::: RECORDS FOR THE EXERCISE
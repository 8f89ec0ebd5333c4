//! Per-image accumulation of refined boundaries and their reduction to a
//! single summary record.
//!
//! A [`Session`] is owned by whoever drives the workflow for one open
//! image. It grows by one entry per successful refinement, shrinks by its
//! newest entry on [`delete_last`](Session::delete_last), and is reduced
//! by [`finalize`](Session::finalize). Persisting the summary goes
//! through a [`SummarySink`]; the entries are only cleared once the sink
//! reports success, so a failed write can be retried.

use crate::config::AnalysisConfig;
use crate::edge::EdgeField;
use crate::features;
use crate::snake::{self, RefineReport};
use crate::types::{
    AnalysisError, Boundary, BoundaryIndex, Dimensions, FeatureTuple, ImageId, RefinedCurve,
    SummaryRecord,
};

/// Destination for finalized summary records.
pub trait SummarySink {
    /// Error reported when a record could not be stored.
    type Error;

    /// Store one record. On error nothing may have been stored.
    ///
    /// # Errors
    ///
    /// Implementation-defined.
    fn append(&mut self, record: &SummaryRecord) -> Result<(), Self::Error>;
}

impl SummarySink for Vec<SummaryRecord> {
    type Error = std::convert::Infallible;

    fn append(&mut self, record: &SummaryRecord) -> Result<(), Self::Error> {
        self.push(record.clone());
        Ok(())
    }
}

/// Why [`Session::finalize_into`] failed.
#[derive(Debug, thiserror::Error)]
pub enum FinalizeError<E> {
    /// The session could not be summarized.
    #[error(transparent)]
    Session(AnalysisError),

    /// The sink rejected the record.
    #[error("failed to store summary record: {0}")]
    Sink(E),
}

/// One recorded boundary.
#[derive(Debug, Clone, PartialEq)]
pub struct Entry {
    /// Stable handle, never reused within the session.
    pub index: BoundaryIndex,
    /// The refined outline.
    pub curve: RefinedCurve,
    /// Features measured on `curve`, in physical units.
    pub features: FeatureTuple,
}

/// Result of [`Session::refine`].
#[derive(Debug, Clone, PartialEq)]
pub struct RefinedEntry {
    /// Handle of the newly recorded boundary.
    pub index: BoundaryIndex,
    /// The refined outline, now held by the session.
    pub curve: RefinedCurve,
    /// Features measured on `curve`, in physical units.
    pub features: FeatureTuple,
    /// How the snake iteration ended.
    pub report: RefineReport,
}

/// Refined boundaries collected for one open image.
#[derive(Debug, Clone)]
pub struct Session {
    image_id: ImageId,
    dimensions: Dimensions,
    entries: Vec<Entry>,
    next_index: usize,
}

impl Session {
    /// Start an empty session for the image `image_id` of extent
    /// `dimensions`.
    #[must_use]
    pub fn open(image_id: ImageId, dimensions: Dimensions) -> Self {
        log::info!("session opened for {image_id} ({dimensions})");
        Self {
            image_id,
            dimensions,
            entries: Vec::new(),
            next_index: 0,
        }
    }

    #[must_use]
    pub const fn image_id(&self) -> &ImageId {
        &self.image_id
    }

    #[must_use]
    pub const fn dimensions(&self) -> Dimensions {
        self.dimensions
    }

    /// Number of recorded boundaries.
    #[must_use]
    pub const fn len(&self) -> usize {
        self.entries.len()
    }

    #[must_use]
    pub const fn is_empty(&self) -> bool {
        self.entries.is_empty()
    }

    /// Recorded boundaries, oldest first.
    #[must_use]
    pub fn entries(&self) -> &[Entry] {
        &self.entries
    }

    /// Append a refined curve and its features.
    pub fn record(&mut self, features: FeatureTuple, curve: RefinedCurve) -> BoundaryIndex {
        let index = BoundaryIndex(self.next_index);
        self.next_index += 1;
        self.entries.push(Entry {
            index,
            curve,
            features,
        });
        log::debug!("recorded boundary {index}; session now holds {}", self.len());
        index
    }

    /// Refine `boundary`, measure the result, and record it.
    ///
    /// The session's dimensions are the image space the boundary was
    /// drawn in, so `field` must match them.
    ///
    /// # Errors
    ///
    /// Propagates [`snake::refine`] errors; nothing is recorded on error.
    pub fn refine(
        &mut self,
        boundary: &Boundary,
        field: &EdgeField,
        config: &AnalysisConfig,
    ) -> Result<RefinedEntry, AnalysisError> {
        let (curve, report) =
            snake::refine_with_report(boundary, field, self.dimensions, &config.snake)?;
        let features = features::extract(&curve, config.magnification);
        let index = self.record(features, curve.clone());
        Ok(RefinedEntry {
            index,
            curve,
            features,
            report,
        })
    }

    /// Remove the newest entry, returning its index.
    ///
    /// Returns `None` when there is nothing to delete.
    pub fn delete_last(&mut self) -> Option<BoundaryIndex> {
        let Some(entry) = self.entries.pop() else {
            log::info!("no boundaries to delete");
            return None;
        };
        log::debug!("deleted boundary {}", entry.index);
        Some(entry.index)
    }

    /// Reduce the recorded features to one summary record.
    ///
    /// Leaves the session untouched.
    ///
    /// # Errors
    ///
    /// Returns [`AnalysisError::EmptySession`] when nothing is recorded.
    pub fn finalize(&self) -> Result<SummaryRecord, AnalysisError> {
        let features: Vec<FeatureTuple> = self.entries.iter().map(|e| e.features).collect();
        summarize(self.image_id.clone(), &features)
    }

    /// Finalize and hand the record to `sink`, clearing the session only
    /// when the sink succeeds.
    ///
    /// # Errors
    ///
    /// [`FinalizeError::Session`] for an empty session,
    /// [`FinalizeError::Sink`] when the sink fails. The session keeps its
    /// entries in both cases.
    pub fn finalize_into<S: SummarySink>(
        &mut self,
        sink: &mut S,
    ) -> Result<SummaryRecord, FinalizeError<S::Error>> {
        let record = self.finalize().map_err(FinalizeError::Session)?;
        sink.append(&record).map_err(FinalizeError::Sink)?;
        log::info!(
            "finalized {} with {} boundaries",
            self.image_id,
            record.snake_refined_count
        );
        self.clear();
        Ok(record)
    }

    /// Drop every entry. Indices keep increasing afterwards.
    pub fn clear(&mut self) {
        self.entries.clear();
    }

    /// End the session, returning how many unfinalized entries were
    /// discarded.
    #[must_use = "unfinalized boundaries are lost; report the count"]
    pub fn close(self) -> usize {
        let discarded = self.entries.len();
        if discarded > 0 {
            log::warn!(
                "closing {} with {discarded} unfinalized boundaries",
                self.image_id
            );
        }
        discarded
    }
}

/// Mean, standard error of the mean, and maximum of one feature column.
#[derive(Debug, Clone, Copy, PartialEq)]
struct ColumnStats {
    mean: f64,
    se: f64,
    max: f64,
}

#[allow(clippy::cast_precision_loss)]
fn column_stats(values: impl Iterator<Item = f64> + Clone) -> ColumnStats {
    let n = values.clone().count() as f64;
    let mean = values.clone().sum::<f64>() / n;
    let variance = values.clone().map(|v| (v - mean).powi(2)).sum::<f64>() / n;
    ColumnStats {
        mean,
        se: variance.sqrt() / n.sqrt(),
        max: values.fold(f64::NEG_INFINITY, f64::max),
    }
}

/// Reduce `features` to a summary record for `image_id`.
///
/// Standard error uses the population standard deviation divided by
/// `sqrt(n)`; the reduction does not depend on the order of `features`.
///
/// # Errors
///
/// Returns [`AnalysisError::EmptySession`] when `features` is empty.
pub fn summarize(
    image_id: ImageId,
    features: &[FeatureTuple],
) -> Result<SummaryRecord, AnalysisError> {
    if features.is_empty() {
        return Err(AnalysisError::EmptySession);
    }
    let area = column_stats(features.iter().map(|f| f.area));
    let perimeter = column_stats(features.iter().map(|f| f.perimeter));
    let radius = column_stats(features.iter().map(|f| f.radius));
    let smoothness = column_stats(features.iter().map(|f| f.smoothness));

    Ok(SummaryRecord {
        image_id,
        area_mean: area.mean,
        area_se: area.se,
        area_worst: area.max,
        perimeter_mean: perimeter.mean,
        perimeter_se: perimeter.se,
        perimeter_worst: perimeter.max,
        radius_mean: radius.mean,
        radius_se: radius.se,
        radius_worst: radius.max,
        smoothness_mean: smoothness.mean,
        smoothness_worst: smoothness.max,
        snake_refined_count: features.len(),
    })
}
::::::
::: RECORDS FOR THE EXERCISE
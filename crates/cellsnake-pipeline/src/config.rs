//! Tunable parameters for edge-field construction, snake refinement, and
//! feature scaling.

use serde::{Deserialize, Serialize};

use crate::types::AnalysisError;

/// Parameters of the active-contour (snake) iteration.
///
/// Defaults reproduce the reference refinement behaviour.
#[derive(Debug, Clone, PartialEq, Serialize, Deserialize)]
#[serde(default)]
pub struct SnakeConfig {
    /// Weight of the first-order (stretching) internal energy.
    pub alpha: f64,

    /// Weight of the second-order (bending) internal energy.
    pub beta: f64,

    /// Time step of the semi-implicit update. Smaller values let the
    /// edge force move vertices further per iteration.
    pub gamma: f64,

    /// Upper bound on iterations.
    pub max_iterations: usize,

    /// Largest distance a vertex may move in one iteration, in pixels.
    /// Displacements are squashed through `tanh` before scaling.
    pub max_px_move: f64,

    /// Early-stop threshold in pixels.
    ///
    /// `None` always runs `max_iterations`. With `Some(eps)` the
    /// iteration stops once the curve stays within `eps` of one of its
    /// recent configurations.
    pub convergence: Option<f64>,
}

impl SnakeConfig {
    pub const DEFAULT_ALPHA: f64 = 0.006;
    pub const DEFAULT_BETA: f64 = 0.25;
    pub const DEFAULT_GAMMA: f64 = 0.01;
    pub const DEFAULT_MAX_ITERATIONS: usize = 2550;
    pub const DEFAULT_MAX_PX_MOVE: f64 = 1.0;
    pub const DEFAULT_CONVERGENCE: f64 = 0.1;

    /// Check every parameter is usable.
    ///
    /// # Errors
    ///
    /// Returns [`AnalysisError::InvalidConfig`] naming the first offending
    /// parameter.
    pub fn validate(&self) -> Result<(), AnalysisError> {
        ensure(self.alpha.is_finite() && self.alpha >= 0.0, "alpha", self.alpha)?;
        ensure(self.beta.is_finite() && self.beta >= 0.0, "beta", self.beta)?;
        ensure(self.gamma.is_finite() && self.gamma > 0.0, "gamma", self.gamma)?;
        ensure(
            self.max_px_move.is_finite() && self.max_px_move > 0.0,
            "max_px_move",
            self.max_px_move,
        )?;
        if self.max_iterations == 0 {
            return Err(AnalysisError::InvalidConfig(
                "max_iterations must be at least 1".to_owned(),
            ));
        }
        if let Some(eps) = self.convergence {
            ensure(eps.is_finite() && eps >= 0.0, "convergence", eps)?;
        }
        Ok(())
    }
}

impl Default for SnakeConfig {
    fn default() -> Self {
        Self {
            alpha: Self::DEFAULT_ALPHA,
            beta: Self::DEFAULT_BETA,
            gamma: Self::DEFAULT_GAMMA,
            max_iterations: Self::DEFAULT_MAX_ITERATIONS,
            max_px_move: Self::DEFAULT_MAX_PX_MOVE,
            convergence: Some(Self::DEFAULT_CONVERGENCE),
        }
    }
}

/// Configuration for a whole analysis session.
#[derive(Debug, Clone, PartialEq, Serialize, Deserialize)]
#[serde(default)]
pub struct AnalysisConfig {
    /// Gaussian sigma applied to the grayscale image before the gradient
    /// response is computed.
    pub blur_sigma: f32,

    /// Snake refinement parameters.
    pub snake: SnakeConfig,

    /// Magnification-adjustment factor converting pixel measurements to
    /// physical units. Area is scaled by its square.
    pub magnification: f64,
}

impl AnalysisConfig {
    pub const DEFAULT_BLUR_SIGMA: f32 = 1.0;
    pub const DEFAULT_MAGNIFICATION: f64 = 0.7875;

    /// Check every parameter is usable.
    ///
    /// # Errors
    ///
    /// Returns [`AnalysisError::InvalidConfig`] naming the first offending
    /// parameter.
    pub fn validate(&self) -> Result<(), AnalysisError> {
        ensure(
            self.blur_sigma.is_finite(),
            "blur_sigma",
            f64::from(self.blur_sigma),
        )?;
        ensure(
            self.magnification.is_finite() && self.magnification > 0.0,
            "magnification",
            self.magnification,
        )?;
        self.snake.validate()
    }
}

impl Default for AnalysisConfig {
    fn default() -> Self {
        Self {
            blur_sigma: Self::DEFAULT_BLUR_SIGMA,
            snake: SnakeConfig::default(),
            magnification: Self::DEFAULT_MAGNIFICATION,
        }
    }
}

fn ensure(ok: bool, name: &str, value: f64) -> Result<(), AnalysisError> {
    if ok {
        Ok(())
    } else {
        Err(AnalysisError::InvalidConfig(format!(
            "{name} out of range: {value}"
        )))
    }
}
::::::
## AIM OF THE TASK
In the records above, find the line with "repository 8f89ec0ebd5333c4"; write out exactly that line and each one after it, stopping after the line with "once the sink".

## YOUR SOLUTION
repository 8f89ec0ebd5333c4
//! Per-image accumulation of refined boundaries and their reduction to a
//! single summary record.
//!
//! A [`Session`] is owned by whoever drives the workflow for one open
//! image. It grows by one entry per successful refinement, shrinks by its
//! newest entry on [`delete_last`](Session::delete_last), and is reduced
//! by [`finalize`](Session::finalize). Persisting the summary goes
//! through a [`SummarySink`]; the entries are only cleared once the sink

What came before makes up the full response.